In eighty minutes of over two dozen short scenes - in the wings, in the dressing room, onstage -Mamet chronicles the professional relationship between two actors as they navigate the ever-changing settings of repertory theatre. Typical of the author, nothing is offered in the way of back-story, leaving it up to the artists to communicate the details. Judging from Santo Loquasto's sets and Laura Bauer's costumes, which provide the diverse visuals for plays set during World War I, the American Civil War and the French Revolution, as well as for a British drawing room, a Russian estate and a drifting lifeboat, it seem that Robert (Patrick Stewart) and John (T.R. Knight) are booked in a well-funded regional theatre with a stage of, well, Broadway dimensions.
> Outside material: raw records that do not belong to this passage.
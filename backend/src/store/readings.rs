//! Reading persistence

use shared::{HistoryPage, StoredReading};

use super::{JsonFile, StoreError};

/// Append-only reading log capped at `max_readings` entries
pub struct ReadingStore {
    file: JsonFile<StoredReading>,
    max_readings: usize,
}

impl ReadingStore {
    pub fn new(file: JsonFile<StoredReading>, max_readings: usize) -> Self {
        Self { file, max_readings }
    }

    /// Append a reading, evicting the oldest beyond the cap
    pub async fn append(&self, reading: StoredReading) -> Result<(), StoreError> {
        let max = self.max_readings;
        self.file
            .update(move |readings| {
                readings.push(reading);
                if readings.len() > max {
                    let excess = readings.len() - max;
                    readings.drain(..excess);
                }
            })
            .await
    }

    /// The most recently appended reading owned by `user_id`
    pub async fn latest_for_user(&self, user_id: i64) -> Result<Option<StoredReading>, StoreError> {
        let readings = self.file.read_all().await?;
        Ok(readings.into_iter().rev().find(|r| r.belongs_to(user_id)))
    }

    /// One page of history, newest first, optionally restricted to a user
    pub async fn history(
        &self,
        user_id: Option<i64>,
        page: HistoryPage,
    ) -> Result<Vec<StoredReading>, StoreError> {
        let readings = self.file.read_all().await?;
        let mut filtered: Vec<StoredReading> = match user_id {
            Some(id) => readings.into_iter().filter(|r| r.belongs_to(id)).collect(),
            None => readings,
        };

        let window = page.window(filtered.len());
        let mut items: Vec<StoredReading> = filtered.drain(window).collect();
        items.reverse();
        Ok(items)
    }
}
//! HTTP handlers for weather and pollution lookups

use axum::{
    extract::{Query, State},
    Json,
};
use serde::Deserialize;
use shared::StoredReading;

use crate::error::{AppError, AppResult};
use crate::external::weather::CurrentConditions;
use crate::middleware::OptionalUser;
use crate::services::ReadingService;
use crate::AppState;

/// Location query; values stay strings so bad input gets our own 400
#[derive(Debug, Default, Deserialize)]
pub struct LocationQuery {
    pub lat: Option<String>,
    pub lon: Option<String>,
    pub soil: Option<String>,
    pub soil_moisture: Option<String>,
}

impl LocationQuery {
    fn coordinates(&self) -> AppResult<(f64, f64)> {
        let parse = |value: &Option<String>| {
            value
                .as_deref()
                .map(str::trim)
                .and_then(|v| v.parse::<f64>().ok())
                .filter(|v| v.is_finite())
        };
        match (parse(&self.lat), parse(&self.lon)) {
            (Some(lat), Some(lon)) => Ok((lat, lon)),
            _ => Err(AppError::Validation("lat & lon required".to_string())),
        }
    }

    /// Soil moisture from `soil` or `soil_moisture`, in that order.
    ///
    /// Absent or blank is `None`; anything else must parse as a number.
    fn soil_moisture(&self) -> AppResult<Option<f64>> {
        let raw = self
            .soil
            .as_deref()
            .or(self.soil_moisture.as_deref())
            .map(str::trim)
            .filter(|v| !v.is_empty());

        match raw {
            None => Ok(None),
            Some(value) => value
                .parse::<f64>()
                .ok()
                .filter(|v| v.is_finite())
                .map(Some)
                .ok_or_else(|| AppError::Validation("soil_moisture must be numeric".to_string())),
        }
    }
}

/// Current weather at a location
pub async fn get_weather(
    State(state): State<AppState>,
    Query(query): Query<LocationQuery>,
) -> AppResult<Json<CurrentConditions>> {
    let (lat, lon) = query.coordinates()?;
    let service = ReadingService::new(state.store.clone(), state.weather.clone());
    Ok(Json(service.current_weather(lat, lon).await?))
}

/// Fetch pollution at a location and store it as a reading
pub async fn get_pollution(
    State(state): State<AppState>,
    user: OptionalUser,
    Query(query): Query<LocationQuery>,
) -> AppResult<Json<StoredReading>> {
    let (lat, lon) = query.coordinates()?;
    let soil_moisture = query.soil_moisture()?;

    let service = ReadingService::new(state.store.clone(), state.weather.clone());
    let reading = service
        .fetch_pollution(lat, lon, soil_moisture, user.user_id())
        .await?;
    Ok(Json(reading))
}
//! # ULPGN AT socket multiplexer
//!
//! Operates a companion Wi-Fi module as multiple concurrent TCP/UDP/TLS sockets over one or two
//! UARTs. The module only exposes a single data channel at a time, so the [TransportManager] moves
//! this channel between logical sockets and attributes bytes in flight across a switch to the
//! correct socket.
//!
//! ## Example
//!
//! ````ignore
//! use ulpgn_at_mux::{Config, IpMode, IpVersion, Protocol, Security, TransportManager};
//!
//! let manager: TransportManager<_, _, _, 4, 4096> =
//!     TransportManager::new_dual(command_uart, data_uart, clock, Config::default());
//!
//! manager.open()?;
//! manager.connect_ap("test_wifi", "secret", Security::Wpa2, IpMode::Dhcp)?;
//!
//! let slot = manager.create_socket(Protocol::Tcp, IpVersion::V4)?;
//! manager.connect_socket(slot, Ipv4Addr::new(10, 0, 0, 1), 5000, None)?;
//! manager.send(slot, b"hello", 1_000)?;
//! ````
#![cfg_attr(not(test), no_std)]
#![cfg_attr(feature = "strict", deny(warnings))]

// Must stay first, the macros are used by all following modules
#[macro_use]
mod fmt;

pub mod clock;
pub(crate) mod commands;
pub mod config;
pub mod connection;
pub mod cursor;
pub(crate) mod engine;
pub mod error;
pub mod manager;
pub mod port;
pub mod responses;
pub mod scanner;
pub mod socket;
pub mod stack;
pub(crate) mod switch;
pub mod tls;
pub mod wifi;

pub use clock::{Clock, Deadline, Duration, Instant};
pub use config::Config;
pub use connection::Connection;
pub use error::{CommandError, Error, ErrorEvent};
pub use manager::{ChannelMode, ModuleState, Topology, TransportManager};
pub use port::{Parity, PortConfig, SerialPort, StopBits};
pub use responses::{ModuleSocketStatus, UartStatistics};
pub use socket::{IpVersion, Protocol, SocketStatus};
pub use stack::Socket;
pub use tls::{CertificateKind, CertificateName};
pub use wifi::{IpConfiguration, IpMode, MacAddress, ScanResult, Security};

#[cfg(test)]
mod tests;
//! # Data channel switching
//!
//! The module's acknowledgment of a socket switch is not atomic with the last byte of the old
//! socket's stream. Bytes still in flight when the module switched belong to the old socket.
//!
//! The module's "bytes sent" counter serves as fence: once the switch is acknowledged, the
//! counter value marks the last byte emitted for the old socket. All bytes received by the host
//! in front of this fence get routed to the previous socket, all following bytes to the new one.
use crate::clock::{Clock, Deadline, POLL_INTERVAL};
use crate::commands::{SelectSocketCommand, UartStatisticsCommand};
use crate::error::Error;
use crate::manager::{Paths, RxPath, TransportManager};
use crate::port::SerialPort;
use crate::responses::{UartStatistics, STATISTICS_PATTERN};
use crate::scanner::TerminalCode;

impl<CP, DP, C, const SOCKETS: usize, const QUEUE_SIZE: usize> TransportManager<CP, DP, C, SOCKETS, QUEUE_SIZE>
where
    CP: SerialPort,
    DP: SerialPort,
    C: Clock,
{
    /// Binds the module's data channel to the target socket. Requires both paths.
    ///
    /// On failure the cursor remains unchanged.
    pub(crate) fn change_socket(&self, paths: &mut Paths<'_>, target: usize) -> Result<(), Error> {
        self.change_socket_within(paths, target, None)
    }

    /// Same as [TransportManager::change_socket], but gives up once the caller's deadline expires
    pub(crate) fn change_socket_within(
        &self,
        paths: &mut Paths<'_>,
        target: usize,
        limit: Option<&Deadline>,
    ) -> Result<(), Error> {
        let current = self.cursor.current();
        if current == target {
            return Ok(());
        }

        debug!("Switching data channel from socket {} to {}", current, target);
        self.clock
            .sleep(Deadline::bound(&self.clock, self.config.switch_delay, limit));
        self.ensure_command_mode(paths)?;

        let deadline = Deadline::start_within(&self.clock, self.config.switch_timeout, limit);

        // Late bytes of an earlier switch must be routed before the fence is replaced
        let pending = self.cursor.get().fence;
        if let Some(fence) = pending {
            if self.cursor.is_fence_pending(paths.rx.received) {
                self.drain_until(&mut paths.rx, fence.until, &deadline);
            }
        }

        self.data_port.set_flow_pause(true);
        let result = self.select_socket(paths, target, &deadline);
        if result.is_err() {
            self.data_port.set_flow_pause(false);
            warn!("Switching data channel to socket {} failed", target);
            return result;
        }

        self.route_pending(&mut paths.rx);
        self.data_port.set_flow_pause(false);
        debug!("Data channel switched to socket {}", target);
        Ok(())
    }

    /// Issues the select command, retrying on BUSY, and moves the cursor once acknowledged.
    /// Flow is paused on entry and exit.
    fn select_socket(&self, paths: &mut Paths<'_>, target: usize, deadline: &Deadline) -> Result<(), Error> {
        let snapshot = self
            .settled_statistics(paths, deadline)
            .map_err(|_| Error::ChangeSocketFailed)?;
        self.cursor.record_snapshot(snapshot);

        let mut fence = snapshot.sent;
        let command = SelectSocketCommand::new(target);

        loop {
            let result = self.engine(&mut paths.rx).execute(&command);

            match result {
                Ok(TerminalCode::Ok) => break,
                Ok(TerminalCode::Busy) if !deadline.is_expired(&self.clock) => {
                    // Module is still flushing data of the current socket, which needs to be received first
                    debug!("Module busy while switching to socket {}", target);
                    self.data_port.set_flow_pause(false);

                    let flushed = self
                        .settled_statistics(paths, deadline)
                        .map_err(|_| Error::ChangeSocketFailed)?;
                    self.drain_until(&mut paths.rx, flushed.sent, deadline);
                    fence = flushed.sent;

                    self.data_port.set_flow_pause(true);
                }
                result => {
                    self.check_result(&command, result)?;
                    return Err(Error::ChangeSocketFailed);
                }
            }
        }

        // The module switched, so the cursor must follow even if the fence is just an estimate
        match self.settled_statistics(paths, deadline) {
            Ok(statistics) => fence = statistics.sent,
            Err(error) => warn!("Statistics after switch unavailable, using last snapshot: {:?}", error),
        }

        self.cursor.commit(target, fence);
        self.drain_until(&mut paths.rx, fence, deadline);
        Ok(())
    }

    /// Routes received bytes until the host's received counter reaches the given module sent counter
    fn drain_until(&self, rx: &mut RxPath, until: u32, deadline: &Deadline) {
        loop {
            self.route_pending(rx);

            let missing = until.wrapping_sub(rx.received) as i32;
            if missing <= 0 {
                return;
            }

            if deadline.is_expired(&self.clock) {
                warn!("{} bytes of the data channel not received in time", missing);
                return;
            }
            self.clock.sleep(POLL_INTERVAL);
        }
    }

    /// Queries the statistics until the sent counter is identical for the configured number of readings
    fn settled_statistics(&self, paths: &mut Paths<'_>, deadline: &Deadline) -> Result<UartStatistics, Error> {
        let required = self.config.statistics_attempts.max(1);
        let mut last = self.uart_statistics(paths)?;
        let mut identical = 1;

        while identical < required {
            if deadline.is_expired(&self.clock) {
                return Err(Error::ChangeSocketFailed);
            }

            let next = self.uart_statistics(paths)?;
            if next.sent == last.sent {
                identical += 1;
            } else {
                identical = 1;
            }
            last = next;
        }

        Ok(last)
    }

    /// Queries the byte counters of the data channel
    pub(crate) fn uart_statistics(&self, paths: &mut Paths<'_>) -> Result<UartStatistics, Error> {
        self.query(paths, &UartStatisticsCommand, STATISTICS_PATTERN)?;
        Ok(UartStatistics::from_scanner(&paths.rx.scanner)?)
    }
}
The story is a simple one of age grasping onto the torch for as long as possible before inevitably passing it off to youth. Stewart's Robert - perhaps a has-been, perhaps a never-was - has stretched the boundaries of his leading man days to the limit and now faces a career of (gasp!) supporting character roles. He has taken the young John (crossing over the cusp between juvenile and leading man) under his wing and, between bonding moments involving on-and-offstage mishaps and keeping one's dignity through plays of questionable quality, makes a point of sharing the nuggets of professional wisdom nurtured by his years of experience. ("Superior theater is like a little walnut; meaty on the inside and tight all round.")

Stewart doesn't hide the large degree of ego-massaging motivating Robert's tutorials, as though he takes special delight in having mastered the role of the wise, old mentor. But his hammyness is cured with a seasoned charm. Knight plays it straight for most of the piece, but succeeds in the subtler job communicating how John's gratitude for veteran's attention gradually dissolves as he recognizes the man behind his off-stage character and grows more distant as his confidence builds and others recognize his own talent.

Photo of Patrick Stewart and T.R. Knight by Carol Rosegg.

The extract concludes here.